**Saved entries:**
//! Fixed-point smoothing factor

use malachite::Integer;

use crate::error::{EngineError, Result};

/// Decimal scale of the smoothing factor (6 digits)
pub const ALPHA_SCALE: u64 = 1_000_000;

/// Smoothing factor of the exponentially weighted statistics
///
/// Stored as `round(alpha * 10^6)` so that every update is exact integer
/// arithmetic. Values are always multiplied by the scaled factor before the
/// truncating division by the scale.
#[derive(Debug, Clone, Copy, PartialEq, Eq, Hash)]
pub struct Alpha {
    scaled: u64,
}

impl Alpha {
    /// Create from a fractional value in (0, 1]
    pub fn new(alpha: f64) -> Result<Self> {
        if !(alpha > 0.0 && alpha <= 1.0) {
            return Err(EngineError::InvalidAlpha(alpha.to_string()));
        }
        Self::from_scaled((alpha * ALPHA_SCALE as f64).round() as u64)
            .map_err(|_| EngineError::InvalidAlpha(alpha.to_string()))
    }

    /// Create from an already scaled value in `1..=ALPHA_SCALE`
    pub fn from_scaled(scaled: u64) -> Result<Self> {
        if scaled == 0 || scaled > ALPHA_SCALE {
            return Err(EngineError::InvalidAlpha(format!(
                "{}/{}",
                scaled, ALPHA_SCALE
            )));
        }
        Ok(Self { scaled })
    }

    /// `round(alpha * 10^6)`
    pub fn scaled(&self) -> u64 {
        self.scaled
    }

    /// `10^6 - round(alpha * 10^6)`, the scaled `1 - alpha`
    pub fn complement(&self) -> u64 {
        ALPHA_SCALE - self.scaled
    }

    pub fn as_f64(&self) -> f64 {
        self.scaled as f64 / ALPHA_SCALE as f64
    }

    /// Minimum number of observations before a key is scored, `ceil(1 / alpha)`
    pub fn warmup_count(&self) -> u64 {
        ALPHA_SCALE.div_ceil(self.scaled)
    }

    /// `value * alpha`, multiply then truncate
    pub(crate) fn weight(&self, value: &Integer) -> Integer {
        value * Integer::from(self.scaled) / Integer::from(ALPHA_SCALE)
    }

    /// `value * (1 - alpha)`, multiply then truncate
    pub(crate) fn weight_complement(&self, value: &Integer) -> Integer {
        value * Integer::from(self.complement()) / Integer::from(ALPHA_SCALE)
    }
}

impl Default for Alpha {
    fn default() -> Self {
        // 0.05
        Self { scaled: 50_000 }
    }
}

impl std::fmt::Display for Alpha {
    fn fmt(&self, f: &mut std::fmt::Formatter<'_>) -> std::fmt::Result {
        write!(f, "{}", self.as_f64())
    }
}

#[cfg(test)]
mod tests {
    use super::*;

    #[test]
    fn test_scaling_rounds_to_six_digits() {
        let alpha = Alpha::new(0.05).unwrap();
        assert_eq!(alpha.scaled(), 50_000);
        assert_eq!(alpha.complement(), 950_000);

        let alpha = Alpha::new(0.1234567).unwrap();
        assert_eq!(alpha.scaled(), 123_457);
    }

    #[test]
    fn test_warmup_count() {
        assert_eq!(Alpha::new(0.05).unwrap().warmup_count(), 20);
        assert_eq!(Alpha::new(1.0).unwrap().warmup_count(), 1);
        assert_eq!(Alpha::new(0.3).unwrap().warmup_count(), 4);
    }

    #[test]
    fn test_out_of_range_rejected() {
        assert!(Alpha::new(0.0).is_err());
        assert!(Alpha::new(-0.5).is_err());
        assert!(Alpha::new(1.5).is_err());
        assert!(Alpha::new(f64::NAN).is_err());
        // rounds to zero at 6 digits
        assert!(Alpha::new(0.0000001).is_err());
        assert!(Alpha::from_scaled(ALPHA_SCALE + 1).is_err());
    }

    #[test]
    fn test_weight_multiplies_before_dividing() {
        let alpha = Alpha::new(0.05).unwrap();
        // 19 * 50_000 / 10^6 = 0 and 39 * 50_000 / 10^6 = 1 (truncated)
        assert_eq!(alpha.weight(&Integer::from(19)), Integer::from(0));
        assert_eq!(alpha.weight(&Integer::from(39)), Integer::from(1));
        assert_eq!(alpha.weight(&Integer::from(-39)), Integer::from(-1));
        assert_eq!(
            alpha.weight_complement(&Integer::from(1_000)),
            Integer::from(950)
        );
    }
}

**Required work:** Restate word for word the lines above, beginning at the first one and ending at the line that carries "pub fn from_scaled(scaled: u64)".

**Answer space:**
//! Fixed-point smoothing factor

use malachite::Integer;

use crate::error::{EngineError, Result};

/// Decimal scale of the smoothing factor (6 digits)
pub const ALPHA_SCALE: u64 = 1_000_000;

/// Smoothing factor of the exponentially weighted statistics
///
/// Stored as `round(alpha * 10^6)` so that every update is exact integer
/// arithmetic. Values are always multiplied by the scaled factor before the
/// truncating division by the scale.
#[derive(Debug, Clone, Copy, PartialEq, Eq, Hash)]
pub struct Alpha {
    scaled: u64,
}

impl Alpha {
    /// Create from a fractional value in (0, 1]
    pub fn new(alpha: f64) -> Result<Self> {
        if !(alpha > 0.0 && alpha <= 1.0) {
            return Err(EngineError::InvalidAlpha(alpha.to_string()));
        }
        Self::from_scaled((alpha * ALPHA_SCALE as f64).round() as u64)
            .map_err(|_| EngineError::InvalidAlpha(alpha.to_string()))
    }

    /// Create from an already scaled value in `1..=ALPHA_SCALE`
    pub fn from_scaled(scaled: u64) -> Result<Self> {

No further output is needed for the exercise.